Saved data entries
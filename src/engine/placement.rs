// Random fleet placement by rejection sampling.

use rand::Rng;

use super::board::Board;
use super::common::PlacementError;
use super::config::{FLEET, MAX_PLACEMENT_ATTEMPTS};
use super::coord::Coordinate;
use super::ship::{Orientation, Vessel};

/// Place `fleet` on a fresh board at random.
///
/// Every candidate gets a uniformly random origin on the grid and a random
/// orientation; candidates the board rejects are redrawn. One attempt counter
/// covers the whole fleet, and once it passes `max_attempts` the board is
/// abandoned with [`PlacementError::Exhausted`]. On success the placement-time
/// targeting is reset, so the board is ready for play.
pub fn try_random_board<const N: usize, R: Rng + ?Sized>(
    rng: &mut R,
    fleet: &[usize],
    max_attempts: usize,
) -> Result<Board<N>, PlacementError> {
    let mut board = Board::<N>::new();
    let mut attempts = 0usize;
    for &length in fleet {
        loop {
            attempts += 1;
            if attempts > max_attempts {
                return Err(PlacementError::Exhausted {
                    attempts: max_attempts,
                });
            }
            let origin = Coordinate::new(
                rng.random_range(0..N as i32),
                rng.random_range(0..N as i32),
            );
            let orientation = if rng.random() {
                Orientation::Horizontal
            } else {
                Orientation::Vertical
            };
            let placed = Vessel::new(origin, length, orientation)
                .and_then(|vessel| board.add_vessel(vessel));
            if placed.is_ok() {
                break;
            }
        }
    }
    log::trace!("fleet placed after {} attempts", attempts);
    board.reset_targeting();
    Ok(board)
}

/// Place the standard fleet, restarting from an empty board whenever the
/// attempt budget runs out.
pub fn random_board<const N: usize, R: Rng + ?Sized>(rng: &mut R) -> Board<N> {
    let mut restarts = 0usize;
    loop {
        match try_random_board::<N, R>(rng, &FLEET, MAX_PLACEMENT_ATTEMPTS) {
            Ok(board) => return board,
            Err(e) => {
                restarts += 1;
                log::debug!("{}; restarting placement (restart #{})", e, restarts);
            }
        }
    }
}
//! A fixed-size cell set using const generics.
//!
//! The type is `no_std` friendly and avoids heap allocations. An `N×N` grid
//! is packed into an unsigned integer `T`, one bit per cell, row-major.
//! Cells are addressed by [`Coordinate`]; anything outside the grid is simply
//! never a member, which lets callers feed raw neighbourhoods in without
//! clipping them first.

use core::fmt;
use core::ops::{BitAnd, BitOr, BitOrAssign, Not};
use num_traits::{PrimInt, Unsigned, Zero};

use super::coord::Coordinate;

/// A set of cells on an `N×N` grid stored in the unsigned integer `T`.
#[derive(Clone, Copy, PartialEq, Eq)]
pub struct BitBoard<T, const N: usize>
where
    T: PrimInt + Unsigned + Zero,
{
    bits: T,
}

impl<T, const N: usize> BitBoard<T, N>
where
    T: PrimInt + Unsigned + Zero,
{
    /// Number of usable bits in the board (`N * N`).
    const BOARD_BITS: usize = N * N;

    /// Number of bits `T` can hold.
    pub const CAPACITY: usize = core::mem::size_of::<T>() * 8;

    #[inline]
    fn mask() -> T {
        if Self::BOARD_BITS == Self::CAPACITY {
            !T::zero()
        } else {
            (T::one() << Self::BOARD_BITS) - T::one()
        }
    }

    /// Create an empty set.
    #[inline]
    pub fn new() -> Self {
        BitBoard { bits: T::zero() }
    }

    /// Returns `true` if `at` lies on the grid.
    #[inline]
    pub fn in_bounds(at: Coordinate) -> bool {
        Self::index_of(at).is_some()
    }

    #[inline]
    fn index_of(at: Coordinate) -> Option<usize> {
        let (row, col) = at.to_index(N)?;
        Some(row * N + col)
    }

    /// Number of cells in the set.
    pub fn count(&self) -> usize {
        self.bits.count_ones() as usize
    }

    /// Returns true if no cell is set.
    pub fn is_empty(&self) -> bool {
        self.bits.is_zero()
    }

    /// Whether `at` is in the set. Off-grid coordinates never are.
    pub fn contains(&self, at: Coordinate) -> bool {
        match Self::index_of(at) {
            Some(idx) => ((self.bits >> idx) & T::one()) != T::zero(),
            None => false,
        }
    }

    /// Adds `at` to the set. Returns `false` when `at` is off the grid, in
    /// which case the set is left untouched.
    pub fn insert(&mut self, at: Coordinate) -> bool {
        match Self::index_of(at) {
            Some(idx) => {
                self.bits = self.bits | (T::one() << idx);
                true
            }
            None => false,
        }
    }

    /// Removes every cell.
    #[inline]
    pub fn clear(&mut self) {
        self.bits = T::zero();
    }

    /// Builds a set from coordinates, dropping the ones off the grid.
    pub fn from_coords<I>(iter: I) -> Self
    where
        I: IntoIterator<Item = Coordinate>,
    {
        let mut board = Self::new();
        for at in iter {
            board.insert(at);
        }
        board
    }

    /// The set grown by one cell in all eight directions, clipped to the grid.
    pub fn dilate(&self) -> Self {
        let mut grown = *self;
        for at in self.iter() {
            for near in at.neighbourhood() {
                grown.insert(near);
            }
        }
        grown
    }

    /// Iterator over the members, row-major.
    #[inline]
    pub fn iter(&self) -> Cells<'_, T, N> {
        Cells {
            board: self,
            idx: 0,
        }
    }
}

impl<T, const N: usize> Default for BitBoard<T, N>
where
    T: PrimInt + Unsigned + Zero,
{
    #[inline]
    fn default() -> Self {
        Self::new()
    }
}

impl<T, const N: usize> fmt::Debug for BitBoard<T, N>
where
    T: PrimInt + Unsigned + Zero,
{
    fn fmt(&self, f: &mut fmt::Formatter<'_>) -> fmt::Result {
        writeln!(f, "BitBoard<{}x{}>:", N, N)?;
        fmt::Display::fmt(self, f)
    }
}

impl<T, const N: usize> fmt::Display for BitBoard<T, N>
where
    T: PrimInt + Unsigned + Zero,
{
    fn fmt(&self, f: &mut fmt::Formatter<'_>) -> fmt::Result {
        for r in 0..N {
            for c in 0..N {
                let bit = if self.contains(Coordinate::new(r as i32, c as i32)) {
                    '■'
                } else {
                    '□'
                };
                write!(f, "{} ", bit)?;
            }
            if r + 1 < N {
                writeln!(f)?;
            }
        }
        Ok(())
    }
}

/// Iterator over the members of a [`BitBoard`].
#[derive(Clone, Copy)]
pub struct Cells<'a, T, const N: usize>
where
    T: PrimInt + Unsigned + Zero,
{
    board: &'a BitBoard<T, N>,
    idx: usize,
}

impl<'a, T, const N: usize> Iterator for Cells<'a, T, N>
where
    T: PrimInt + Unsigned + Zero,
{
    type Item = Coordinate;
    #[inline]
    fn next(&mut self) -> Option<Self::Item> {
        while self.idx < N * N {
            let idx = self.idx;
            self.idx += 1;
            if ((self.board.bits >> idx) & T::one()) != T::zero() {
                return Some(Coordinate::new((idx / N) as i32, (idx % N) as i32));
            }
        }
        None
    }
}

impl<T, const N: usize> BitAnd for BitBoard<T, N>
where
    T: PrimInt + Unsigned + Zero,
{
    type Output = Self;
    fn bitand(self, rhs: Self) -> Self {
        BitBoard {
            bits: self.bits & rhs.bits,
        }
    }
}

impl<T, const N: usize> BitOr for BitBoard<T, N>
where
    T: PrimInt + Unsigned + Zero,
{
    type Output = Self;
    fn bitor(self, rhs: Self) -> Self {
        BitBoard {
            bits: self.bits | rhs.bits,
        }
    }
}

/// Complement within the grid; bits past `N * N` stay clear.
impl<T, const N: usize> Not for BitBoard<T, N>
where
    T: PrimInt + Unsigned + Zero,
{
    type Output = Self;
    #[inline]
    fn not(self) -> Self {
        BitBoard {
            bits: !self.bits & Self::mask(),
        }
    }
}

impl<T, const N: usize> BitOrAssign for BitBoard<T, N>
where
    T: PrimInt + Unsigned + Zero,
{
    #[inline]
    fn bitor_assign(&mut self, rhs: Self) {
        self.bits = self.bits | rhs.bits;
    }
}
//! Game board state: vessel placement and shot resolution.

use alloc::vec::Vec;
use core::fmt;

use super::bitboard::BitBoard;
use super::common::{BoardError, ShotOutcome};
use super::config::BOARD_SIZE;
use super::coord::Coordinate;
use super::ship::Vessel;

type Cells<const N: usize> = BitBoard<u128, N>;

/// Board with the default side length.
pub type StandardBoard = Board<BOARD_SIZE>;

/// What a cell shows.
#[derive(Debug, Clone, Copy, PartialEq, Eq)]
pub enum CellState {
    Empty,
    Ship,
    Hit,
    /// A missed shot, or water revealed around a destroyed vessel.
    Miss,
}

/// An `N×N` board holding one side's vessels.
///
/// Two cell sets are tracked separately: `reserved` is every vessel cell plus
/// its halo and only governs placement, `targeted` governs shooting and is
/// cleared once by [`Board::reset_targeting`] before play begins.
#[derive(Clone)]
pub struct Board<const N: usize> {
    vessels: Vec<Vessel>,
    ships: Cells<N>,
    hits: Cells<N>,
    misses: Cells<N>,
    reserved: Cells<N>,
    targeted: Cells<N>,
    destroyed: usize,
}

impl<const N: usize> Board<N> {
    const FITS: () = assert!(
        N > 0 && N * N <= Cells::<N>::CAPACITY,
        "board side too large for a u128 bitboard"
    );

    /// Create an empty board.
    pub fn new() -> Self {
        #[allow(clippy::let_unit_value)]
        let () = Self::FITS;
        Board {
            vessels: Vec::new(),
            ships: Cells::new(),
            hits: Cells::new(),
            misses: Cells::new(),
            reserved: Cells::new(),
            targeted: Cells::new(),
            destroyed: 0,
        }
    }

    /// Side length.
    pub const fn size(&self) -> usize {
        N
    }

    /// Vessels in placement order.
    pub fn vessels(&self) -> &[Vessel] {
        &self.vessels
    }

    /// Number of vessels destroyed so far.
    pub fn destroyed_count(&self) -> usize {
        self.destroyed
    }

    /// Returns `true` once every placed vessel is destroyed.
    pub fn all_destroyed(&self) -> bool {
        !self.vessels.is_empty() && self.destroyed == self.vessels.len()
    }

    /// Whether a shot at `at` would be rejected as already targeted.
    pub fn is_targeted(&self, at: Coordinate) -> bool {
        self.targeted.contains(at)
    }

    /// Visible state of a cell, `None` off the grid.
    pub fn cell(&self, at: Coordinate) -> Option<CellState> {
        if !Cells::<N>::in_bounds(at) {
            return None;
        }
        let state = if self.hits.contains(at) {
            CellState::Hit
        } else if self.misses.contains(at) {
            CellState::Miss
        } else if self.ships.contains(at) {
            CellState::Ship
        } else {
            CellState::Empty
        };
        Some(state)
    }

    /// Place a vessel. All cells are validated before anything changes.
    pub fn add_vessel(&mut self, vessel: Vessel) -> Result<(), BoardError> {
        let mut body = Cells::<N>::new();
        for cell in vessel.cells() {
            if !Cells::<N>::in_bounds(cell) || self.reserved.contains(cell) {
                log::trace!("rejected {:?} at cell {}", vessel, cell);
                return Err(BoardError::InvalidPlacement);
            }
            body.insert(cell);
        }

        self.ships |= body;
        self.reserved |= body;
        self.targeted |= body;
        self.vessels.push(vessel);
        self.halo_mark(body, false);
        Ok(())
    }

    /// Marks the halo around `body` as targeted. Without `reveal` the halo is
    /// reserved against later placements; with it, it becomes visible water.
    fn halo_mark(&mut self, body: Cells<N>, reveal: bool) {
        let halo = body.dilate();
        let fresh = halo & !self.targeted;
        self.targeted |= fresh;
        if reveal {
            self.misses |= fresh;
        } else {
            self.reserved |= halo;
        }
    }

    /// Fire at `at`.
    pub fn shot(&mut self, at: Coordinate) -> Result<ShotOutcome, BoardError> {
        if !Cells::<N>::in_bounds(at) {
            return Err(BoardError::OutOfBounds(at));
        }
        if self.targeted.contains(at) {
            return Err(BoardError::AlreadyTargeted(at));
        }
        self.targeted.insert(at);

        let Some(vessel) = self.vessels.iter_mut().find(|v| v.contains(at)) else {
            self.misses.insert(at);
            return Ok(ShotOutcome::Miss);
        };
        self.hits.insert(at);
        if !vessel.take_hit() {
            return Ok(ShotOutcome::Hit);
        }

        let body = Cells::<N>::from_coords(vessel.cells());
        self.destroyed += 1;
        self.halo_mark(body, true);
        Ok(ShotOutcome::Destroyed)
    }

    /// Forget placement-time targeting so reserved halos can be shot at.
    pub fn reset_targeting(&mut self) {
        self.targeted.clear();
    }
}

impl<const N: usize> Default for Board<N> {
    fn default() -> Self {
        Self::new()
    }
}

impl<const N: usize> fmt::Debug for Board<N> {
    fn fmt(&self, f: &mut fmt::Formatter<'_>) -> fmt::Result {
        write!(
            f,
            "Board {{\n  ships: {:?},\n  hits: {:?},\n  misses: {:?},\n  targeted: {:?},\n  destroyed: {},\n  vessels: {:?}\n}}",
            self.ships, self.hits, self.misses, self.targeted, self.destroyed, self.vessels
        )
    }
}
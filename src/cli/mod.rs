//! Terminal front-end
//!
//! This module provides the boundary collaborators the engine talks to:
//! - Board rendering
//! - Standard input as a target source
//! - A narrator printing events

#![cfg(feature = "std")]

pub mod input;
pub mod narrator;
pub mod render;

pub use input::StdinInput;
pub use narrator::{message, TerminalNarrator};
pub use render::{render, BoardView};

WHAT IS REQUIRED: When a line in the entries above holds the word "struct", add it to the count, then state only the count.

EXPECTED OUTPUT: 3